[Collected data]

↓

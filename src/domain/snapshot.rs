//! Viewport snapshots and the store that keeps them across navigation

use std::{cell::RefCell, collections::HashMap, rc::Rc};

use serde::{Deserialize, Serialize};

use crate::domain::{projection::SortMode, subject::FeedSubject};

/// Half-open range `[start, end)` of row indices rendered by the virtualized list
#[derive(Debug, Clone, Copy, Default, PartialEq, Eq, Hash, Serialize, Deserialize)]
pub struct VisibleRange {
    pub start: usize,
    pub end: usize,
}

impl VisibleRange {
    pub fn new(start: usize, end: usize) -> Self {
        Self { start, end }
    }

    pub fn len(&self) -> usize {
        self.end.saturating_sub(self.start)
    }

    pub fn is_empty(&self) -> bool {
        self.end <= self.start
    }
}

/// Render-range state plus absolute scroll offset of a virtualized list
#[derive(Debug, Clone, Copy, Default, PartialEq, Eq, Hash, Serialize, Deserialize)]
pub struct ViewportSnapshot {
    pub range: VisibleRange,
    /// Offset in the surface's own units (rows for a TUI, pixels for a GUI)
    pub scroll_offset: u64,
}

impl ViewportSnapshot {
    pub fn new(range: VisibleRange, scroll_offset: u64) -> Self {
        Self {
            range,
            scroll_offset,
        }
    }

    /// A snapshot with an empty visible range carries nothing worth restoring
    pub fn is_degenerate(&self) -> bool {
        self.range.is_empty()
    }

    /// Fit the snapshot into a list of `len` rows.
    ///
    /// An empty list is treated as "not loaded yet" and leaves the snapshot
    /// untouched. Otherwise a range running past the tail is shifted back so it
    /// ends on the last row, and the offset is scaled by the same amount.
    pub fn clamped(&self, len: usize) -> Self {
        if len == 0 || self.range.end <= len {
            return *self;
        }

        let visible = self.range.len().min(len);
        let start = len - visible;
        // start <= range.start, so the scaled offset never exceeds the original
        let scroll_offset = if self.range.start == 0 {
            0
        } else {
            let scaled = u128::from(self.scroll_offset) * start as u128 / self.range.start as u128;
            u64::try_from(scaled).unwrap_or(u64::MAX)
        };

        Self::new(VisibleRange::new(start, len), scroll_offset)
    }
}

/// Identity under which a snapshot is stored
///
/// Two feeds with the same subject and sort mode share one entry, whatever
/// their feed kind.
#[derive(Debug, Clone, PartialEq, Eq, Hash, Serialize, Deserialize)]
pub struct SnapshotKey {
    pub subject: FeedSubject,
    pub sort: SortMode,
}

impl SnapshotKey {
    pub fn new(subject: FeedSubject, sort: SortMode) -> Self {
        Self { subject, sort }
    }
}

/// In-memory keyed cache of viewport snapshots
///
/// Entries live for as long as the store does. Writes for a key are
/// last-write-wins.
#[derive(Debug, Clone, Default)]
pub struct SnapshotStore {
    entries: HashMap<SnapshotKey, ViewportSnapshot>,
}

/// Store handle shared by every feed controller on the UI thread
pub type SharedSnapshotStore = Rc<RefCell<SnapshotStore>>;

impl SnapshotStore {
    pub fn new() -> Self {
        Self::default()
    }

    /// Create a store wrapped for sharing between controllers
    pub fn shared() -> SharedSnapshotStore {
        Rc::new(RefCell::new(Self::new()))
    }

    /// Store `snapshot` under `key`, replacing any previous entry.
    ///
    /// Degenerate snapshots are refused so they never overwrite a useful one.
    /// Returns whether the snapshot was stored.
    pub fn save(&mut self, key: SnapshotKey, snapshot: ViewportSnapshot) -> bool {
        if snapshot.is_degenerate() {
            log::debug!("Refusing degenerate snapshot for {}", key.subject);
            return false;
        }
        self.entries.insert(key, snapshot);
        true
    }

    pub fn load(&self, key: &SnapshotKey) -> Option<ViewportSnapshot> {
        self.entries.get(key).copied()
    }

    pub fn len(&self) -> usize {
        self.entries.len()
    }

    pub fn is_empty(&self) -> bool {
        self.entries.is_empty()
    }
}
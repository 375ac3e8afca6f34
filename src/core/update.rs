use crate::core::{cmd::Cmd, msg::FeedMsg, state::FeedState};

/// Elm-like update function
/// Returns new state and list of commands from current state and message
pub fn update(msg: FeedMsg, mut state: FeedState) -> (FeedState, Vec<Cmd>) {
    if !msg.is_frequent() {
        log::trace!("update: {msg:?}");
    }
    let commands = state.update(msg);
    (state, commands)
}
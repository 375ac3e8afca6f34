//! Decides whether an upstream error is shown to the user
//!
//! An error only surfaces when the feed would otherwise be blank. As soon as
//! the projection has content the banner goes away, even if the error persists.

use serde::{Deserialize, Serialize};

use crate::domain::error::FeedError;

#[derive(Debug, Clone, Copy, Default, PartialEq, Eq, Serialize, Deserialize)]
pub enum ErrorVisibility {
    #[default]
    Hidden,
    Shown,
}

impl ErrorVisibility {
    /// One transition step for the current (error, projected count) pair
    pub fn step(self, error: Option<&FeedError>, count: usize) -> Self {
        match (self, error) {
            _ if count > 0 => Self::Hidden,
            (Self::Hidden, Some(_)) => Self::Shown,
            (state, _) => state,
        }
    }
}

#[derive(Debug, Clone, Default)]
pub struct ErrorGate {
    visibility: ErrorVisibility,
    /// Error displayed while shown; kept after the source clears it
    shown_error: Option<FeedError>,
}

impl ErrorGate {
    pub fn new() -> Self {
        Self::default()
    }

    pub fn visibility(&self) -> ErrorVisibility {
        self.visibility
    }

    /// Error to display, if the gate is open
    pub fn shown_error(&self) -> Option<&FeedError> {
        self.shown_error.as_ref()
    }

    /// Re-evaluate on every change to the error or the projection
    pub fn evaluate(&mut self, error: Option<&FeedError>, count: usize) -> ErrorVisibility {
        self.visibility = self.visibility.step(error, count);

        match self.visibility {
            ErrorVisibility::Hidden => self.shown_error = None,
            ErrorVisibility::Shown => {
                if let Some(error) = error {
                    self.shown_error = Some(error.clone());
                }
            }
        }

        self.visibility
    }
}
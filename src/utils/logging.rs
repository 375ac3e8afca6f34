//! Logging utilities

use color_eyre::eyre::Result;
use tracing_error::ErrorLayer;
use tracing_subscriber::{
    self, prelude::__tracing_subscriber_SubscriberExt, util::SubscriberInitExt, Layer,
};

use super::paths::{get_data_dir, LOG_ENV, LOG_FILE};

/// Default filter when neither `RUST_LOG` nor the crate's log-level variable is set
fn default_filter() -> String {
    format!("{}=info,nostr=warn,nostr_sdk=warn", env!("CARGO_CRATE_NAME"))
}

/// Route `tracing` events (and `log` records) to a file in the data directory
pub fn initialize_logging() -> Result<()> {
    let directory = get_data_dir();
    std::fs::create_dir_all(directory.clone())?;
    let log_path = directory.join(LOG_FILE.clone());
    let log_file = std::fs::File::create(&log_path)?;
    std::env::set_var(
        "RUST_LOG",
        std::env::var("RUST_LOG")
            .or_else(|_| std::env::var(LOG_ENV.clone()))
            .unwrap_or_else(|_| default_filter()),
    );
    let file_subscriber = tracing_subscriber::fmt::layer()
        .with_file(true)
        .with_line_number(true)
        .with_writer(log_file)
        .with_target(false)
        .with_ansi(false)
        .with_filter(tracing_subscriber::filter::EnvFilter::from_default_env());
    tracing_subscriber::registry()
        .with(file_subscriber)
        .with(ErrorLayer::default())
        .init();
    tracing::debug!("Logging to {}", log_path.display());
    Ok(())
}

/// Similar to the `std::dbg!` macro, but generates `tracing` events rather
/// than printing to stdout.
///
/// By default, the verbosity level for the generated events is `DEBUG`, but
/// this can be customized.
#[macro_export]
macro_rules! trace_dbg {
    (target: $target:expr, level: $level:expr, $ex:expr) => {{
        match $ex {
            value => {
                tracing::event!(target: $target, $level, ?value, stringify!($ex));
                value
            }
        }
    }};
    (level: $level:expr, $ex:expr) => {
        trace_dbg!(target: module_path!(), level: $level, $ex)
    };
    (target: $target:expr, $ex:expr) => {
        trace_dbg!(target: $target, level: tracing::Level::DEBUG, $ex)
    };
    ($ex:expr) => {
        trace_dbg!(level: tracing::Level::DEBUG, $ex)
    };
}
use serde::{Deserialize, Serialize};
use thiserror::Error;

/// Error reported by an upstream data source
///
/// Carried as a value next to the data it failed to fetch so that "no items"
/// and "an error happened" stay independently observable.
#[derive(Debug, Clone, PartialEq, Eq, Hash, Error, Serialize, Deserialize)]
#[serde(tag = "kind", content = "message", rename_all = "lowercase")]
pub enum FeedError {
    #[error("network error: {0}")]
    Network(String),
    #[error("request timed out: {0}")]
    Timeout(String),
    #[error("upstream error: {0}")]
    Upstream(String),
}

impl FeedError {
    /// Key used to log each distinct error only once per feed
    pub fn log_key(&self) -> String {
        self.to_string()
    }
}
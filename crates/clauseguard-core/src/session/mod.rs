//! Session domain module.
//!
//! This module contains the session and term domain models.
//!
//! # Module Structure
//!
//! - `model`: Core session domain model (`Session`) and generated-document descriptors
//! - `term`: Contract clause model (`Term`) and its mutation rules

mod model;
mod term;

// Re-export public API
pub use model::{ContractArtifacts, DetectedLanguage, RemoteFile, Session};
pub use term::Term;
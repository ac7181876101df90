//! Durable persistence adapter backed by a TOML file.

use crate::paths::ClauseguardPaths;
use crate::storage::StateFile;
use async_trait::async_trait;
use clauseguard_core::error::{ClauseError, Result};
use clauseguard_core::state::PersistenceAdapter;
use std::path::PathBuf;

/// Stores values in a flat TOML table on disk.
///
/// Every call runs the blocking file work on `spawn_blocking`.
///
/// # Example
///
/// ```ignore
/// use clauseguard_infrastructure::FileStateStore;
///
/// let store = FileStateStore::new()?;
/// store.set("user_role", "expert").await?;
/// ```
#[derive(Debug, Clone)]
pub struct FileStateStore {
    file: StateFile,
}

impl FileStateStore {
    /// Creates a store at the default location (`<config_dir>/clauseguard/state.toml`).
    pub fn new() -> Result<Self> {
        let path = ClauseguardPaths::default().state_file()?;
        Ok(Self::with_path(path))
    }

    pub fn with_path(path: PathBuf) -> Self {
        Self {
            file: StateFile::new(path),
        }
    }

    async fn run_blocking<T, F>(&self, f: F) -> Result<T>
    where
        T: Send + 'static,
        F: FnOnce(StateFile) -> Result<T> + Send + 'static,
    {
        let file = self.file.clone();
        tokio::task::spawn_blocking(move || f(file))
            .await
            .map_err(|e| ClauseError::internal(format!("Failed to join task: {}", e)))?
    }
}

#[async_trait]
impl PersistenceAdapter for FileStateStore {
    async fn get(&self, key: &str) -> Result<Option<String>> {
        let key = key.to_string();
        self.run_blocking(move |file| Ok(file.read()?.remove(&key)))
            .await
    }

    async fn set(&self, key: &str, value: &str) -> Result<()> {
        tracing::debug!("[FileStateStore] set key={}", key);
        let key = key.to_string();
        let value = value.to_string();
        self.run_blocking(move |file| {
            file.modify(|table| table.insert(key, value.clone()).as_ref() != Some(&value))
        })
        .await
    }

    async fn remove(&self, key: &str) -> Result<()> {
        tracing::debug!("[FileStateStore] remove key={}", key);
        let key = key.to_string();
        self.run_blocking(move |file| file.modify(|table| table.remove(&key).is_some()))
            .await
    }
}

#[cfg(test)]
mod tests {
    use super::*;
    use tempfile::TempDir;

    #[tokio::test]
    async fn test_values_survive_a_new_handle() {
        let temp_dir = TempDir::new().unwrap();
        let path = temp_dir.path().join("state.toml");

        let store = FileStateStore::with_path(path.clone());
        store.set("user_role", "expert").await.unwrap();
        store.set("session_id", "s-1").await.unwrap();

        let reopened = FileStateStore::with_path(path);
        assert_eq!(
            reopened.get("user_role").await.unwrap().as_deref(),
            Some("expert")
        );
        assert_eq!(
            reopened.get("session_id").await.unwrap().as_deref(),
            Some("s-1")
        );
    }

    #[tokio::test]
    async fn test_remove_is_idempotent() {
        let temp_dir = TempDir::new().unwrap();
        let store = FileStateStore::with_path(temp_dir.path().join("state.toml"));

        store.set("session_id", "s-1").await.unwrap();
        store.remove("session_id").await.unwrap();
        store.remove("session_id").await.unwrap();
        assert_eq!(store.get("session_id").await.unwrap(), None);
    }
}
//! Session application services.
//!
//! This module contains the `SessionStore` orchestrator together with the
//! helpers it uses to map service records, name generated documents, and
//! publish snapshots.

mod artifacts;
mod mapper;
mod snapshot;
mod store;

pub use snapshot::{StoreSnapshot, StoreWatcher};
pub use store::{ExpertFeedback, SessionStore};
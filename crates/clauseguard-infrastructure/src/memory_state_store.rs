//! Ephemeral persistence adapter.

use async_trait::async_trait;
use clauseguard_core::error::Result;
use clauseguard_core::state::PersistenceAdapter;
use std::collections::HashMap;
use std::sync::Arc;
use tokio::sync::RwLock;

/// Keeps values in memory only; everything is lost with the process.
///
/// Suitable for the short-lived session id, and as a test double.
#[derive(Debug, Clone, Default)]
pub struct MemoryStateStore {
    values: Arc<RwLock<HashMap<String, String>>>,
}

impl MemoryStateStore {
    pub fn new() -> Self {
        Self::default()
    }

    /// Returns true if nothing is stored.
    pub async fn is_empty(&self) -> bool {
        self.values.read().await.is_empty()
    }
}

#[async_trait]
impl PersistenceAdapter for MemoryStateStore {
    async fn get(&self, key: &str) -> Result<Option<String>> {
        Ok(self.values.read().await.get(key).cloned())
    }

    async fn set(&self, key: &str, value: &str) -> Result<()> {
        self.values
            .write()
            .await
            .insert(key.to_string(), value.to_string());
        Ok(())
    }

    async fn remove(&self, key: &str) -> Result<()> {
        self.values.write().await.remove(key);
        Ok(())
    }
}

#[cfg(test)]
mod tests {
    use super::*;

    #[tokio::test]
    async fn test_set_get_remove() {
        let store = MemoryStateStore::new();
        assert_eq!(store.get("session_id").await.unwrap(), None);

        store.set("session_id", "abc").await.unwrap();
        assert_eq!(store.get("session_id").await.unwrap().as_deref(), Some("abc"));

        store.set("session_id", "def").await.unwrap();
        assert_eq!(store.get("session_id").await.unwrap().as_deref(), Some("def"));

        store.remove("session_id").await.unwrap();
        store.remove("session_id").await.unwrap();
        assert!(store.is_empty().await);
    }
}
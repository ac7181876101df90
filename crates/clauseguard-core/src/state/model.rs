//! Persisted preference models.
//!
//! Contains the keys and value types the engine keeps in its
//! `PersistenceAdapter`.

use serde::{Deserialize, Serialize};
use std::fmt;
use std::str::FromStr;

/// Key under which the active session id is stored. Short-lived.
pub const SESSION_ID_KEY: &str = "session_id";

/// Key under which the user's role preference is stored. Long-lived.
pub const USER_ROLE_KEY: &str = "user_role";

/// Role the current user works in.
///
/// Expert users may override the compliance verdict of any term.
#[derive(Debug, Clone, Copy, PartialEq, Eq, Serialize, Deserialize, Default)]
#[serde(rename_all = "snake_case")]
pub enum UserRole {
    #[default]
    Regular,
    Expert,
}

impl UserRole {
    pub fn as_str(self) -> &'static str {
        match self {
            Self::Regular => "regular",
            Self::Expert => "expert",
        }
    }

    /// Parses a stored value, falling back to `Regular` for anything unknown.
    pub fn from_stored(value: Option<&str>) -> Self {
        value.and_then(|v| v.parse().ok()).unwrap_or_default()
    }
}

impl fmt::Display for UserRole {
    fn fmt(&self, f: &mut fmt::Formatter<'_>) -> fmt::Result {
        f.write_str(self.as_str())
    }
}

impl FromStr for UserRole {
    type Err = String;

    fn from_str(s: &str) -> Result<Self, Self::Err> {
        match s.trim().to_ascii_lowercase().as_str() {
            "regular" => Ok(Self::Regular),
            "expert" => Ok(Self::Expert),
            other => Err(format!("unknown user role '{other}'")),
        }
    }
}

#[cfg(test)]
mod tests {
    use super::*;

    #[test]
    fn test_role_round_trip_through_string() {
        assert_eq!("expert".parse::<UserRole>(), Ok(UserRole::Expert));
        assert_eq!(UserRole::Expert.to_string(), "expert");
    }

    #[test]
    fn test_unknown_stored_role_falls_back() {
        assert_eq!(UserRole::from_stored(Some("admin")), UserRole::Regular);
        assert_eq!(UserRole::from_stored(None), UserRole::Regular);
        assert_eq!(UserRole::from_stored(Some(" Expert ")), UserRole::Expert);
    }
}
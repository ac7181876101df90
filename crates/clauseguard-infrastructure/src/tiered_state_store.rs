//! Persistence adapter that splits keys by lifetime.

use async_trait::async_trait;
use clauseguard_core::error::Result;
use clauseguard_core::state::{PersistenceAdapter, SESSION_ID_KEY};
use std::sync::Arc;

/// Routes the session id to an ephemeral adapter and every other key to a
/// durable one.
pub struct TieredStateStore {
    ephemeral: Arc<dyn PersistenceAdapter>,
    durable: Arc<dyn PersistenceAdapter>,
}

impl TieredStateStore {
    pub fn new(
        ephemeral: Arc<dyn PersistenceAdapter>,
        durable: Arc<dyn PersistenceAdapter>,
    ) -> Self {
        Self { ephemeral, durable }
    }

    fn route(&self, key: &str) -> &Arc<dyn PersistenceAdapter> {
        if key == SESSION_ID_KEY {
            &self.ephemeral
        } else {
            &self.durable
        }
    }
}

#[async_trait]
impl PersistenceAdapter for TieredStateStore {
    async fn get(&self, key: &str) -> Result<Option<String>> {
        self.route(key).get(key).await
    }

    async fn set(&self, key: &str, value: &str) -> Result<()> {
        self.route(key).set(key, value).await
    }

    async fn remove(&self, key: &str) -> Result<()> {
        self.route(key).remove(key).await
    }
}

↑

## TASK DESCRIPTION
Starting from the records above, copy each line where the string "PathBuf" is found.

## RESULT BELOW
use std::path::PathBuf;
    pub fn with_path(path: PathBuf) -> Self {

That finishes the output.